The Hospital referral list for SNF/Rehabilitation Centers dated 07/25/14 to 07/31/14: revealed 18 referrals with 1 of the 18 referrals interested in placement and under review. The rest of the referrals did not accept (Patient #5). It was noted no documentation was found which indicated the case management department independently inquired about SNF/Rehabilitation Centers without requests made by (Patient #5's) family. The referrals were made after (Patient #5's) discharge on 07/21/14. No documentation was found which indicated (Patient #5) was given a list of SNF/Rehab Centers.

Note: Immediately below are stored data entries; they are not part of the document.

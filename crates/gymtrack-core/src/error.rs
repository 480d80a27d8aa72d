//! Error taxonomy surfaced to session consumers.
//!
//! Screens only need to know which of a handful of outcomes happened and
//! what to show the user; transport details stay in [`ApiError`].

use thiserror::Error;

use crate::api::ApiError;
use crate::auth::StoreError;

#[derive(Error, Debug)]
pub enum Error {
    /// No usable response (connection failure, timeout, garbled payload).
    /// Retryable by user action.
    #[error("Network error: {0}")]
    Network(String),

    /// Sign-in rejected by the backend.
    #[error("Invalid credentials: {0}")]
    InvalidCredentials(String),

    /// The backend answered with a `{ message }` body; carries that message.
    #[error("{0}")]
    Validation(String),

    /// Session expired and could not be refreshed.
    #[error("Session expired - please sign in again")]
    Unauthenticated,

    #[error("Session storage error: {0}")]
    Storage(#[from] StoreError),
}

pub type Result<T> = std::result::Result<T, Error>;

impl Error {
    /// Message for a transient notification: the server's text when it sent
    /// one, otherwise `fallback`.
    pub fn user_message(&self, fallback: &str) -> String {
        match self {
            Error::InvalidCredentials(message) | Error::Validation(message) => message.clone(),
            Error::Unauthenticated => self.to_string(),
            Error::Network(_) | Error::Storage(_) => fallback.to_string(),
        }
    }

    pub fn is_network(&self) -> bool {
        matches!(self, Error::Network(_))
    }

    /// True when the consumer must route the user back to sign-in.
    pub fn requires_sign_in(&self) -> bool {
        matches!(self, Error::Unauthenticated)
    }
}

impl From<ApiError> for Error {
    fn from(err: ApiError) -> Self {
        match err {
            ApiError::Unauthorized(_) => Error::Unauthenticated,
            // Any status that came with a `{ message }` body is shown as-is
            ApiError::Rejected { message, .. } => Error::Validation(message),
            other => Error::Network(other.to_string()),
        }
    }
}
//! Form validation rules for the sign-in, sign-up and profile screens.
//!
//! Each validator is a pure function returning the failed fields mapped to
//! the message to show under them. An empty map means the form can be
//! submitted.

use std::collections::BTreeMap;

/// Largest accepted profile photo (3 MiB)
pub const MAX_AVATAR_BYTES: usize = 3 * 1024 * 1024;

/// Minimum password length enforced at sign-up and password change
pub const MIN_PASSWORD_LEN: usize = 6;

pub const AVATAR_TOO_LARGE: &str = "This image is too large, choose one up to 3MB";

/// Field name -> message.
pub type FieldErrors = BTreeMap<&'static str, String>;

#[derive(Debug, Clone, Default)]
pub struct SignUpForm {
    pub name: String,
    pub email: String,
    pub password: String,
    pub password_confirm: String,
}

#[derive(Debug, Clone, Default)]
pub struct ProfileForm {
    pub name: String,
    pub old_password: String,
    pub new_password: String,
    pub confirm_password: String,
}

impl ProfileForm {
    /// True when the user filled in any of the password fields.
    pub fn changes_password(&self) -> bool {
        !(self.old_password.is_empty()
            && self.new_password.is_empty()
            && self.confirm_password.is_empty())
    }
}

pub fn validate_sign_in(email: &str, password: &str) -> FieldErrors {
    let mut errors = FieldErrors::new();
    if email.trim().is_empty() {
        errors.insert("email", "Enter your email".to_string());
    }
    if password.is_empty() {
        errors.insert("password", "Enter your password".to_string());
    }
    errors
}

pub fn validate_sign_up(form: &SignUpForm) -> FieldErrors {
    let mut errors = FieldErrors::new();

    if form.name.trim().is_empty() {
        errors.insert("name", "Enter your name".to_string());
    }

    if form.email.trim().is_empty() {
        errors.insert("email", "Enter your email".to_string());
    } else if !is_valid_email(form.email.trim()) {
        errors.insert("email", "Invalid email".to_string());
    }

    if let Some(message) = password_error(&form.password, "Enter a password") {
        errors.insert("password", message);
    }

    if form.password_confirm.is_empty() {
        errors.insert("password_confirm", "Confirm the password".to_string());
    } else if form.password_confirm != form.password {
        errors.insert("password_confirm", "Passwords do not match".to_string());
    }

    errors
}

/// Name is required. Password fields are optional as a group, but once any
/// is filled the old password is required and the new one must be valid
/// and confirmed.
pub fn validate_profile(form: &ProfileForm) -> FieldErrors {
    let mut errors = FieldErrors::new();

    if form.name.trim().is_empty() {
        errors.insert("name", "Enter your name".to_string());
    }

    if !form.changes_password() {
        return errors;
    }

    if form.old_password.is_empty() {
        errors.insert("old_password", "Enter your current password".to_string());
    }
    if let Some(message) = password_error(&form.new_password, "Enter the new password") {
        errors.insert("new_password", message);
    }
    if form.confirm_password != form.new_password {
        errors.insert("confirm_password", "Passwords do not match".to_string());
    }

    errors
}

pub fn validate_avatar(size_bytes: usize) -> FieldErrors {
    let mut errors = FieldErrors::new();
    if size_bytes > MAX_AVATAR_BYTES {
        errors.insert("avatar", AVATAR_TOO_LARGE.to_string());
    }
    errors
}

fn password_error(password: &str, missing: &str) -> Option<String> {
    if password.is_empty() {
        Some(missing.to_string())
    } else if password.chars().count() < MIN_PASSWORD_LEN {
        Some(format!("Use at least {} characters", MIN_PASSWORD_LEN))
    } else {
        None
    }
}

/// Loose shape check: one `@`, non-empty local part, dotted domain, no spaces.
pub fn is_valid_email(email: &str) -> bool {
    if email.chars().any(char::is_whitespace) {
        return false;
    }
    let Some((local, domain)) = email.split_once('@') else {
        return false;
    };
    !local.is_empty()
        && !domain.contains('@')
        && domain.contains('.')
        && !domain.starts_with('.')
        && !domain.ends_with('.')
        && !domain.contains("..")
}
use serde::{Deserialize, Serialize};

use super::de;

/// An exercise as listed by `GET /exercises/bygroup/:group` and detailed
/// by `GET /exercises/:id`.
#[derive(Debug, Clone, PartialEq, Eq, Serialize, Deserialize)]
#[cfg_attr(feature = "ts", derive(ts_rs::TS), ts(export))]
pub struct Exercise {
    #[serde(deserialize_with = "de::string_or_number")]
    pub id: String,
    pub name: String,
    pub group: String,
    #[serde(deserialize_with = "de::count")]
    pub series: u32,
    #[serde(deserialize_with = "de::count")]
    pub repetitions: u32,
    #[serde(default)]
    pub demo: String,
    #[serde(default, skip_serializing_if = "Option::is_none")]
    pub thumb: Option<String>,
}

impl Exercise {
    /// One-line description shown on exercise cards.
    pub fn summary(&self) -> String {
        format!("{} series x {} repetitions", self.series, self.repetitions)
    }

    pub fn in_group(&self, group: &str) -> bool {
        same_group(&self.group, group)
    }
}

/// Group names are compared case-insensitively ("Costas" == "COSTAS").
pub fn same_group(a: &str, b: &str) -> bool {
    a.to_lowercase() == b.to_lowercase()
}

/// Exercises of one muscle group.
#[derive(Debug, Clone, Default, Serialize, Deserialize)]
#[cfg_attr(feature = "ts", derive(ts_rs::TS), ts(export))]
pub struct GroupExercises {
    pub group: String,
    pub exercises: Vec<Exercise>,
}

/// Every group with its exercises, in the order `GET /groups` returned them.
#[derive(Debug, Clone, Default, Serialize, Deserialize)]
#[cfg_attr(feature = "ts", derive(ts_rs::TS), ts(export))]
pub struct Catalog {
    pub groups: Vec<GroupExercises>,
}

impl Catalog {
    pub fn group_names(&self) -> Vec<&str> {
        self.groups.iter().map(|g| g.group.as_str()).collect()
    }

    pub fn exercises_for(&self, group: &str) -> Option<&[Exercise]> {
        self.groups
            .iter()
            .find(|g| same_group(&g.group, group))
            .map(|g| g.exercises.as_slice())
    }

    pub fn find(&self, exercise_id: &str) -> Option<&Exercise> {
        self.groups
            .iter()
            .flat_map(|g| g.exercises.iter())
            .find(|e| e.id == exercise_id)
    }

    pub fn exercise_count(&self) -> usize {
        self.groups.iter().map(|g| g.exercises.len()).sum()
    }
}
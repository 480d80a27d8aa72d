//! Data models for gymtrack API entities.
//!
//! This module contains the wire and domain types shared by the session
//! manager and the API adapter:
//!
//! - `User`: The authenticated account snapshot
//! - `ProfileUpdate`, `PasswordChange`, `AvatarUpload`: Profile edit inputs
//! - `Exercise`, `Catalog`: Exercises grouped by muscle group

mod de;
pub mod exercise;
pub mod user;

pub use exercise::{Catalog, Exercise, GroupExercises};
pub use user::{AvatarUpload, PasswordChange, ProfileUpdate, User};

On 07/29/14, at 1445, RN Personnel #8 was interviewed. RN Personnel #8 stated (Patient #5) could not use the slide board and she (RN Personnel #8) assisted (Patient #5) to the bathroom. RN Personnel #8 stated (Patient #5) had mood swings and she (RN Personnel #8) felt it was not safe for (Patient #5) to be discharged to a homeless shelter with his medical conditions.

On 08/08/14, at 1400, Personnel #1 was interviewed by telephone. Personnel #1 stated all the SNF/Rehab Centers were contacted after (Patient #5) was discharged and she could not find evidence that a list of SNF/Rehabilitation Centers was documented as given to (Patient #5).

The Care Management Manual procedure entitled, "Discharge Planning" with a revision date of 03/13 reflected, "Discharge planning process with a hospital-wide system of interdisciplinary accountability that fosters quality, continuity of care and appropriate utilization of health care resources ...patient's needs pertaining to post-discharge ...will develop a plan to meet discharge planning needs ...implementation of a discharge plan that is safe and comprehensive ..."

The policy and procedure entitled, "Inpatient Discharge Planning" with a revision date of 06/11 reflected, "Procedure ...patients who are likely to suffer adverse health consequences upon discharge ...the goal will be to plan a timely course of action to meet the patient's clinical, medical ...psychological needs post discharge."